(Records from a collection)
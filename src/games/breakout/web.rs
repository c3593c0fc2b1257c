//! Breakout wasm glue
//!
//! Owns the canvas, pointer/keyboard bindings, the fixed-timestep loop, and
//! the `breakout_best` LocalStorage key.

use std::cell::RefCell;
use std::rc::Rc;

use wasm_bindgen::JsCast;
use wasm_bindgen::prelude::*;
use web_sys::{CanvasRenderingContext2d, HtmlCanvasElement, KeyboardEvent, MouseEvent, TouchEvent};

use super::sim::{
    ARENA_H, ARENA_W, BALL_RADIUS, BreakoutSim, GameEvent, GamePhase, MAX_SUBSTEPS, PADDLE_H,
    PADDLE_W, PADDLE_Y, SIM_DT, TickInput,
};
use crate::audio::{AudioManager, SoundEffect};
use crate::platform::storage;
use crate::settings::Settings;

const BEST_KEY: &str = "breakout_best";

struct Game {
    sim: BreakoutSim,
    input: TickInput,
    left_held: bool,
    right_held: bool,
    accumulator: f32,
    last_time: f64,
    best: u64,
    best_beaten: bool,
    // FPS tracking
    frame_times: [f64; 60],
    frame_index: usize,
    fps: u32,
    audio: AudioManager,
    settings: Settings,
    canvas: HtmlCanvasElement,
    ctx: CanvasRenderingContext2d,
}

impl Game {
    fn new(canvas: HtmlCanvasElement, ctx: CanvasRenderingContext2d) -> Self {
        let settings = Settings::load();
        let mut audio = AudioManager::new();
        audio.set_master_volume(settings.master_volume);
        audio.set_sfx_volume(settings.sfx_volume);

        Self {
            sim: BreakoutSim::new(js_sys::Date::now() as u64),
            input: TickInput::default(),
            left_held: false,
            right_held: false,
            accumulator: 0.0,
            last_time: 0.0,
            best: storage::load_best(BEST_KEY),
            best_beaten: false,
            frame_times: [0.0; 60],
            frame_index: 0,
            fps: 0,
            audio,
            settings,
            canvas,
            ctx,
        }
    }

    fn restart(&mut self) {
        self.sim = BreakoutSim::new(js_sys::Date::now() as u64);
        self.input = TickInput::default();
        self.accumulator = 0.0;
        self.best_beaten = false;
    }

    /// Run simulation ticks
    fn update(&mut self, dt: f32, time: f64) {
        let dt = dt.min(0.1);
        self.accumulator += dt;

        self.input.move_dir =
            (self.right_held as i8 as f32) - (self.left_held as i8 as f32);

        let mut substeps = 0;
        while self.accumulator >= SIM_DT && substeps < MAX_SUBSTEPS {
            let input = self.input.clone();
            self.sim.tick(&input, SIM_DT);
            self.accumulator -= SIM_DT;
            substeps += 1;

            // Clear one-shot inputs after processing
            self.input.launch = false;
            self.input.pause = false;
        }

        self.drain_events();

        // Track frame times for FPS
        self.frame_times[self.frame_index] = time;
        self.frame_index = (self.frame_index + 1) % 60;
        let oldest = self.frame_times[self.frame_index];
        if oldest > 0.0 {
            let elapsed = time - oldest;
            if elapsed > 0.0 {
                self.fps = (60000.0 / elapsed).round() as u32;
            }
        }
    }

    fn drain_events(&mut self) {
        let events: Vec<GameEvent> = self.sim.events.drain(..).collect();
        for event in events {
            match event {
                GameEvent::WallHit | GameEvent::PaddleHit => self.audio.play(SoundEffect::Bounce),
                GameEvent::BrickHit => self.audio.play(SoundEffect::Blip),
                GameEvent::BrickBroken => self.audio.play(SoundEffect::Break),
                GameEvent::WaveCleared => self.audio.play(SoundEffect::LineClear),
                GameEvent::BallLost => self.audio.play(SoundEffect::Crash),
                GameEvent::GameOver => {
                    self.audio.play(SoundEffect::Crash);
                    self.finish_run();
                }
            }
        }
    }

    fn finish_run(&mut self) {
        if self.sim.score > self.best {
            self.best = self.sim.score;
            self.best_beaten = true;
            storage::save_best(BEST_KEY, self.best);
            self.audio.play(SoundEffect::HighScore);
        } else {
            self.audio.play(SoundEffect::GameOver);
        }
        log::info!("Breakout run over (score {})", self.sim.score);
    }

    fn draw(&self) {
        let ctx = &self.ctx;

        ctx.set_fill_style_str("#101014");
        ctx.fill_rect(0.0, 0.0, ARENA_W as f64, ARENA_H as f64);

        // Bricks, tinted by row; armored bricks render pale until cracked
        const ROW_COLORS: [&str; 6] = [
            "#e05a5a", "#e0984a", "#f2d24b", "#57d45a", "#3cd6e8", "#4a6ee0",
        ];
        for brick in &self.sim.bricks {
            let color = if brick.hp > 1 {
                "#9aa0b0"
            } else {
                ROW_COLORS[brick.row % ROW_COLORS.len()]
            };
            ctx.set_fill_style_str(color);
            ctx.fill_rect(
                brick.pos.x as f64,
                brick.pos.y as f64,
                brick.size.x as f64,
                brick.size.y as f64,
            );
        }

        // Paddle
        ctx.set_fill_style_str("#e8e8e8");
        ctx.fill_rect(
            (self.sim.paddle_x - PADDLE_W / 2.0) as f64,
            (PADDLE_Y - PADDLE_H / 2.0) as f64,
            PADDLE_W as f64,
            PADDLE_H as f64,
        );

        // Ball
        ctx.set_fill_style_str("#ffd866");
        ctx.begin_path();
        ctx.arc(
            self.sim.ball_pos.x as f64,
            self.sim.ball_pos.y as f64,
            BALL_RADIUS as f64,
            0.0,
            std::f64::consts::TAU,
        )
        .ok();
        ctx.fill();

        // HUD
        ctx.set_fill_style_str("#e8e8e8");
        ctx.set_font("16px 'Fira Code', monospace");
        ctx.set_text_align("left");
        ctx.fill_text(&format!("SCORE {}", self.sim.score), 8.0, 22.0).ok();
        ctx.set_text_align("center");
        ctx.fill_text(&format!("LIVES {}", self.sim.lives), ARENA_W as f64 / 2.0, 22.0)
            .ok();
        ctx.set_text_align("right");
        ctx.fill_text(&format!("BEST {}", self.best), ARENA_W as f64 - 8.0, 22.0)
            .ok();
        if self.settings.show_fps {
            ctx.set_font("12px 'Fira Code', monospace");
            ctx.fill_text(&format!("{} fps", self.fps), ARENA_W as f64 - 8.0, 40.0)
                .ok();
        }

        match self.sim.phase {
            GamePhase::Serve => {
                ctx.set_text_align("center");
                ctx.set_font("15px 'Fira Code', monospace");
                ctx.fill_text(
                    "Click, tap, or press Space to launch",
                    ARENA_W as f64 / 2.0,
                    (PADDLE_Y - 60.0) as f64,
                )
                .ok();
            }
            GamePhase::Paused => self.draw_overlay("PAUSED", "Esc to resume"),
            GamePhase::GameOver => {
                if self.best_beaten {
                    self.draw_overlay("GAME OVER - NEW BEST!", "Space to restart");
                } else {
                    self.draw_overlay("GAME OVER", "Space to restart");
                }
            }
            GamePhase::Playing => {}
        }
    }

    fn draw_overlay(&self, title: &str, hint: &str) {
        let w = ARENA_W as f64;
        let h = ARENA_H as f64;
        let ctx = &self.ctx;

        ctx.set_fill_style_str("rgba(0,0,0,0.6)");
        ctx.fill_rect(0.0, 0.0, w, h);
        ctx.set_fill_style_str("#ffffff");
        ctx.set_text_align("center");
        ctx.set_font("26px 'Fira Code', monospace");
        ctx.fill_text(title, w / 2.0, h / 2.0 - 8.0).ok();
        ctx.set_font("15px 'Fira Code', monospace");
        ctx.fill_text(hint, w / 2.0, h / 2.0 + 24.0).ok();
    }

    /// Convert a client-space x coordinate to arena space
    fn client_to_arena_x(&self, client_x: f32) -> f32 {
        let rect = self.canvas.get_bounding_client_rect();
        let scale = ARENA_W / rect.width().max(1.0) as f32;
        (client_x - rect.left() as f32) * scale
    }
}

/// Start Breakout on the canvas with the given element id
#[wasm_bindgen]
pub fn start_breakout(canvas_id: &str) -> Result<(), JsValue> {
    let window = web_sys::window().ok_or_else(|| JsValue::from_str("no window"))?;
    let document = window
        .document()
        .ok_or_else(|| JsValue::from_str("no document"))?;
    let canvas: HtmlCanvasElement = document
        .get_element_by_id(canvas_id)
        .ok_or_else(|| JsValue::from_str("no canvas"))?
        .dyn_into()?;
    canvas.set_width(ARENA_W as u32);
    canvas.set_height(ARENA_H as u32);
    let ctx: CanvasRenderingContext2d = canvas
        .get_context("2d")?
        .ok_or_else(|| JsValue::from_str("no 2d context"))?
        .dyn_into()?;

    let game = Rc::new(RefCell::new(Game::new(canvas.clone(), ctx)));
    setup_input(&canvas, game.clone())?;
    run_loop(game);

    log::info!("Breakout running");
    Ok(())
}

fn setup_input(canvas: &HtmlCanvasElement, game: Rc<RefCell<Game>>) -> Result<(), JsValue> {
    let window = web_sys::window().ok_or_else(|| JsValue::from_str("no window"))?;
    let document = window
        .document()
        .ok_or_else(|| JsValue::from_str("no document"))?;

    // Mouse move steers the paddle
    {
        let game = game.clone();
        let closure = Closure::<dyn FnMut(_)>::new(move |event: MouseEvent| {
            let mut g = game.borrow_mut();
            let x = g.client_to_arena_x(event.client_x() as f32);
            g.input.target_x = Some(x);
        });
        canvas.add_event_listener_with_callback("mousemove", closure.as_ref().unchecked_ref())?;
        closure.forget();
    }

    // Click launches / restarts
    {
        let game = game.clone();
        let closure = Closure::<dyn FnMut(_)>::new(move |_event: MouseEvent| {
            let mut g = game.borrow_mut();
            g.audio.resume();
            if g.sim.phase == GamePhase::GameOver {
                g.restart();
            } else {
                g.input.launch = true;
            }
        });
        canvas.add_event_listener_with_callback("mousedown", closure.as_ref().unchecked_ref())?;
        closure.forget();
    }

    // Touch: drag steers, tap launches
    {
        let game = game.clone();
        let closure = Closure::<dyn FnMut(_)>::new(move |event: TouchEvent| {
            event.prevent_default();
            if let Some(touch) = event.touches().get(0) {
                let mut g = game.borrow_mut();
                let x = g.client_to_arena_x(touch.client_x() as f32);
                g.input.target_x = Some(x);
            }
        });
        canvas.add_event_listener_with_callback("touchmove", closure.as_ref().unchecked_ref())?;
        closure.forget();
    }
    {
        let game = game.clone();
        let closure = Closure::<dyn FnMut(_)>::new(move |event: TouchEvent| {
            event.prevent_default();
            let mut g = game.borrow_mut();
            g.audio.resume();
            if g.sim.phase == GamePhase::GameOver {
                g.restart();
            } else {
                g.input.launch = true;
            }
            if let Some(touch) = event.touches().get(0) {
                let x = g.client_to_arena_x(touch.client_x() as f32);
                g.input.target_x = Some(x);
            }
        });
        canvas.add_event_listener_with_callback("touchstart", closure.as_ref().unchecked_ref())?;
        closure.forget();
    }

    // Keyboard
    {
        let game = game.clone();
        let closure = Closure::<dyn FnMut(_)>::new(move |event: KeyboardEvent| {
            let mut g = game.borrow_mut();
            g.audio.resume();
            match event.key().as_str() {
                "ArrowLeft" | "a" | "A" => {
                    g.left_held = true;
                    g.input.target_x = None;
                }
                "ArrowRight" | "d" | "D" => {
                    g.right_held = true;
                    g.input.target_x = None;
                }
                " " | "Enter" => {
                    if g.sim.phase == GamePhase::GameOver {
                        g.restart();
                    } else {
                        g.input.launch = true;
                    }
                }
                "Escape" | "p" | "P" => g.input.pause = true,
                _ => {}
            }
        });
        window.add_event_listener_with_callback("keydown", closure.as_ref().unchecked_ref())?;
        closure.forget();
    }
    {
        let game = game.clone();
        let closure = Closure::<dyn FnMut(_)>::new(move |event: KeyboardEvent| {
            let mut g = game.borrow_mut();
            match event.key().as_str() {
                "ArrowLeft" | "a" | "A" => g.left_held = false,
                "ArrowRight" | "d" | "D" => g.right_held = false,
                _ => {}
            }
        });
        window.add_event_listener_with_callback("keyup", closure.as_ref().unchecked_ref())?;
        closure.forget();
    }

    // Auto-pause when the tab is hidden
    {
        let game = game.clone();
        let document_clone = document.clone();
        let closure = Closure::<dyn FnMut(_)>::new(move |_event: web_sys::Event| {
            if document_clone.visibility_state() == web_sys::VisibilityState::Hidden {
                let mut g = game.borrow_mut();
                if matches!(g.sim.phase, GamePhase::Playing | GamePhase::Serve) {
                    g.input.pause = true;
                    log::info!("Auto-paused (tab hidden)");
                }
            }
        });
        document
            .add_event_listener_with_callback("visibilitychange", closure.as_ref().unchecked_ref())?;
        closure.forget();
    }

    // Mute on blur per settings
    {
        let game = game.clone();
        let closure = Closure::<dyn FnMut(_)>::new(move |_event: web_sys::FocusEvent| {
            let mut g = game.borrow_mut();
            if g.settings.mute_on_blur {
                g.audio.set_muted(true);
            }
            if matches!(g.sim.phase, GamePhase::Playing | GamePhase::Serve) {
                g.input.pause = true;
            }
        });
        window.add_event_listener_with_callback("blur", closure.as_ref().unchecked_ref())?;
        closure.forget();
    }
    {
        let closure = Closure::<dyn FnMut(_)>::new(move |_event: web_sys::FocusEvent| {
            game.borrow_mut().audio.set_muted(false);
        });
        window.add_event_listener_with_callback("focus", closure.as_ref().unchecked_ref())?;
        closure.forget();
    }

    Ok(())
}

type FrameCallback = Rc<RefCell<Option<Closure<dyn FnMut(f64)>>>>;

fn run_loop(game: Rc<RefCell<Game>>) {
    let f: FrameCallback = Rc::new(RefCell::new(None));
    let g = f.clone();

    *g.borrow_mut() = Some(Closure::wrap(Box::new(move |time: f64| {
        {
            let mut gm = game.borrow_mut();
            let dt = if gm.last_time > 0.0 {
                ((time - gm.last_time) / 1000.0) as f32
            } else {
                SIM_DT
            };
            gm.last_time = time;
            gm.update(dt, time);
            gm.draw();
        }
        if let Some(w) = web_sys::window() {
            let _ = w.request_animation_frame(f.borrow().as_ref().unwrap().as_ref().unchecked_ref());
        }
    }) as Box<dyn FnMut(f64)>));

    if let Some(w) = web_sys::window() {
        let _ = w.request_animation_frame(g.borrow().as_ref().unwrap().as_ref().unchecked_ref());
    }
}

__What is needed__:
Lines from the first one above through the line containing "self.accumulator = 0.0;" are to be retyped exactly, both included, and nothing more.

__Answer space__:
filename src/games/breakout/web.rs
repository c3593c0fc2b1257c
//! Breakout wasm glue
//!
//! Owns the canvas, pointer/keyboard bindings, the fixed-timestep loop, and
//! the `breakout_best` LocalStorage key.

use std::cell::RefCell;
use std::rc::Rc;

use wasm_bindgen::JsCast;
use wasm_bindgen::prelude::*;
use web_sys::{CanvasRenderingContext2d, HtmlCanvasElement, KeyboardEvent, MouseEvent, TouchEvent};

use super::sim::{
    ARENA_H, ARENA_W, BALL_RADIUS, BreakoutSim, GameEvent, GamePhase, MAX_SUBSTEPS, PADDLE_H,
    PADDLE_W, PADDLE_Y, SIM_DT, TickInput,
};
use crate::audio::{AudioManager, SoundEffect};
use crate::platform::storage;
use crate::settings::Settings;

const BEST_KEY: &str = "breakout_best";

struct Game {
    sim: BreakoutSim,
    input: TickInput,
    left_held: bool,
    right_held: bool,
    accumulator: f32,
    last_time: f64,
    best: u64,
    best_beaten: bool,
    // FPS tracking
    frame_times: [f64; 60],
    frame_index: usize,
    fps: u32,
    audio: AudioManager,
    settings: Settings,
    canvas: HtmlCanvasElement,
    ctx: CanvasRenderingContext2d,
}

impl Game {
    fn new(canvas: HtmlCanvasElement, ctx: CanvasRenderingContext2d) -> Self {
        let settings = Settings::load();
        let mut audio = AudioManager::new();
        audio.set_master_volume(settings.master_volume);
        audio.set_sfx_volume(settings.sfx_volume);

        Self {
            sim: BreakoutSim::new(js_sys::Date::now() as u64),
            input: TickInput::default(),
            left_held: false,
            right_held: false,
            accumulator: 0.0,
            last_time: 0.0,
            best: storage::load_best(BEST_KEY),
            best_beaten: false,
            frame_times: [0.0; 60],
            frame_index: 0,
            fps: 0,
            audio,
            settings,
            canvas,
            ctx,
        }
    }

    fn restart(&mut self) {
        self.sim = BreakoutSim::new(js_sys::Date::now() as u64);
        self.input = TickInput::default();
        self.accumulator = 0.0;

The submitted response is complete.